Looking at the records below, count how many lines contain the string "errors". Give that number alone.
____ RECORDED INFORMATION
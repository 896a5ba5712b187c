// ============================================================================
// Unit Solver Benchmarks
// ============================================================================
//
// Benchmark Categories:
// 1. Solver - End-to-end unit calculation for growing baskets
// 2. Tolerance - Cost of extra refinement passes
// 3. Decimal Resolution - Sequential vs scoped-thread fan-out
// ============================================================================

use basket_units::prelude::*;
use criterion::{black_box, criterion_group, criterion_main, BenchmarkId, Criterion};
use rust_decimal::Decimal;

fn basket(size: usize) -> (Vec<TokenAddress>, Vec<u8>, Vec<Decimal>, Vec<Decimal>) {
    let components: Vec<TokenAddress> = (0..size)
        .map(|i| {
            let mut bytes = [0u8; 20];
            bytes[..8].copy_from_slice(&(i as u64 + 1).to_be_bytes());
            TokenAddress::from_bytes(bytes)
        })
        .collect();
    let decimals = (0..size).map(|i| if i % 3 == 0 { 6 } else { 18 }).collect();
    let prices = (0..size)
        .map(|i| Decimal::new(1_000 + 37 * i as i64, 3))
        .collect();

    // Equal weights in basis points, remainder on the first component
    let share = 10_000 / size as i64;
    let mut proportions: Vec<Decimal> = (0..size).map(|_| Decimal::new(share, 4)).collect();
    proportions[0] += Decimal::new(10_000 - share * size as i64, 4);

    (components, decimals, prices, proportions)
}

fn benchmark_solver(c: &mut Criterion) {
    let mut group = c.benchmark_group("unit_solver");

    for size in [2usize, 8, 32, 64].iter() {
        let (components, decimals, prices, proportions) = basket(*size);
        group.bench_with_input(BenchmarkId::from_parameter(size), size, |b, _| {
            b.iter(|| {
                black_box(calculate_units(
                    &components,
                    &decimals,
                    &prices,
                    &proportions,
                    Decimal::ONE_HUNDRED,
                    Decimal::TEN,
                ))
            });
        });
    }

    group.finish();
}

fn benchmark_tolerance(c: &mut Criterion) {
    let mut group = c.benchmark_group("tolerance");
    let (components, decimals, prices, proportions) = basket(8);

    for percent in ["10", "1", "0.01", "0.0001"].iter() {
        let percent_error: Decimal = percent.parse().unwrap();
        group.bench_with_input(BenchmarkId::from_parameter(percent), &percent_error, |b, p| {
            b.iter(|| {
                black_box(calculate_units(
                    &components,
                    &decimals,
                    &prices,
                    &proportions,
                    Decimal::ONE_HUNDRED,
                    *p,
                ))
            });
        });
    }

    group.finish();
}

fn benchmark_decimal_resolution(c: &mut Criterion) {
    let mut group = c.benchmark_group("decimal_resolution");
    let (components, decimals, _, _) = basket(32);
    let reader: StaticDecimalReader = components.iter().copied().zip(decimals).collect();
    let resolver = DecimalResolver::default();

    group.bench_function("sequential", |b| {
        b.iter(|| black_box(resolver.resolve(&reader, &components)))
    });
    group.bench_function("concurrent", |b| {
        b.iter(|| black_box(resolver.resolve_concurrent(&reader, &components)))
    });

    group.finish();
}

criterion_group!(
    benches,
    benchmark_solver,
    benchmark_tolerance,
    benchmark_decimal_resolution
);
criterion_main!(benches);
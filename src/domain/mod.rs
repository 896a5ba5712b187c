// ============================================================================
// Domain Models Module
// Contains all core domain entities and value objects
// ============================================================================

pub mod basket;
pub mod config;
pub mod errors;
pub mod token;

pub use basket::{BasketCreation, BasketUnitsResult, PriceErrorTolerance};
pub use config::{
    SolverConfig, DEFAULT_DECIMALS, DEFAULT_MAX_ITERATIONS, DEFAULT_PERCENT_ERROR,
    REFERENCE_DECIMALS,
};
pub use errors::{BasketError, BasketResult};
pub use token::{Component, TokenAddress};
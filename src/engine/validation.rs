// ============================================================================
// Basket Creation Validation
// Precondition gate for a (units, natural unit) pair before creation
// ============================================================================

use super::decimal_resolver::DecimalResolver;
use crate::domain::{BasketCreation, BasketError, BasketResult, TokenAddress};
use crate::interfaces::{DecimalReader, TokenProbe};
use rust_decimal::Decimal;
use std::collections::HashSet;

/// Check a creation request against a known minimum natural unit.
///
/// Runs without I/O: component/unit lengths, positive natural unit at or
/// above `minimum_natural_unit`, positive units and distinct components.
pub fn validate_basket_creation(
    creation: &BasketCreation,
    minimum_natural_unit: u128,
) -> BasketResult<()> {
    if creation.components.is_empty() {
        return Err(BasketError::EmptyBasket);
    }

    if creation.units.len() != creation.components.len() {
        return Err(BasketError::LengthMismatch {
            field: "units",
            expected: creation.components.len(),
            actual: creation.units.len(),
        });
    }

    if creation.natural_unit == 0 {
        return Err(BasketError::NonPositive {
            field: "natural_unit",
            index: None,
            value: Decimal::ZERO,
        });
    }

    if creation.natural_unit < minimum_natural_unit {
        return Err(BasketError::NaturalUnitBelowMinimum {
            natural_unit: creation.natural_unit,
            minimum: minimum_natural_unit,
        });
    }

    if let Some(index) = creation.units.iter().position(|&unit| unit == 0) {
        return Err(BasketError::NonPositive {
            field: "units",
            index: Some(index),
            value: Decimal::ZERO,
        });
    }

    let mut seen = HashSet::with_capacity(creation.components.len());
    for address in &creation.components {
        if !seen.insert(*address) {
            return Err(BasketError::DuplicateComponent(*address));
        }
    }

    Ok(())
}

/// Confirm every component exposes the token capability set.
pub fn check_token_interfaces<P>(probe: &P, components: &[TokenAddress]) -> BasketResult<()>
where
    P: TokenProbe + ?Sized,
{
    match components
        .iter()
        .find(|token| !probe.supports_token_interface(token))
    {
        Some(token) => Err(BasketError::UnsupportedToken(*token)),
        None => Ok(()),
    }
}

/// Full precondition gate for basket creation.
///
/// Local checks run first; the minimum natural unit then comes from the
/// ledger decimals (a failed lookup forces `10^18`), and finally every
/// component is probed for the token interface.
pub struct BasketValidator<'a, R: ?Sized, P: ?Sized> {
    reader: &'a R,
    probe: &'a P,
    resolver: DecimalResolver,
}

impl<'a, R, P> BasketValidator<'a, R, P>
where
    R: DecimalReader + ?Sized,
    P: TokenProbe + ?Sized,
{
    pub fn new(reader: &'a R, probe: &'a P) -> Self {
        Self {
            reader,
            probe,
            resolver: DecimalResolver::default(),
        }
    }

    /// Minimum natural unit for `components` as read from the ledger.
    pub fn minimum_natural_unit(&self, components: &[TokenAddress]) -> u128 {
        self.resolver
            .resolve_concurrent(self.reader, components)
            .minimum_natural_unit()
    }

    pub fn validate(&self, creation: &BasketCreation) -> BasketResult<()> {
        // Structural checks before any ledger reads
        validate_basket_creation(creation, 0)?;

        let minimum = self.minimum_natural_unit(&creation.components);
        validate_basket_creation(creation, minimum)?;

        check_token_interfaces(self.probe, &creation.components)?;

        tracing::debug!(
            "Basket creation accepted: {} components, natural unit {}",
            creation.components.len(),
            creation.natural_unit
        );
        Ok(())
    }
}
________
EXERCISE OUTPUT:
2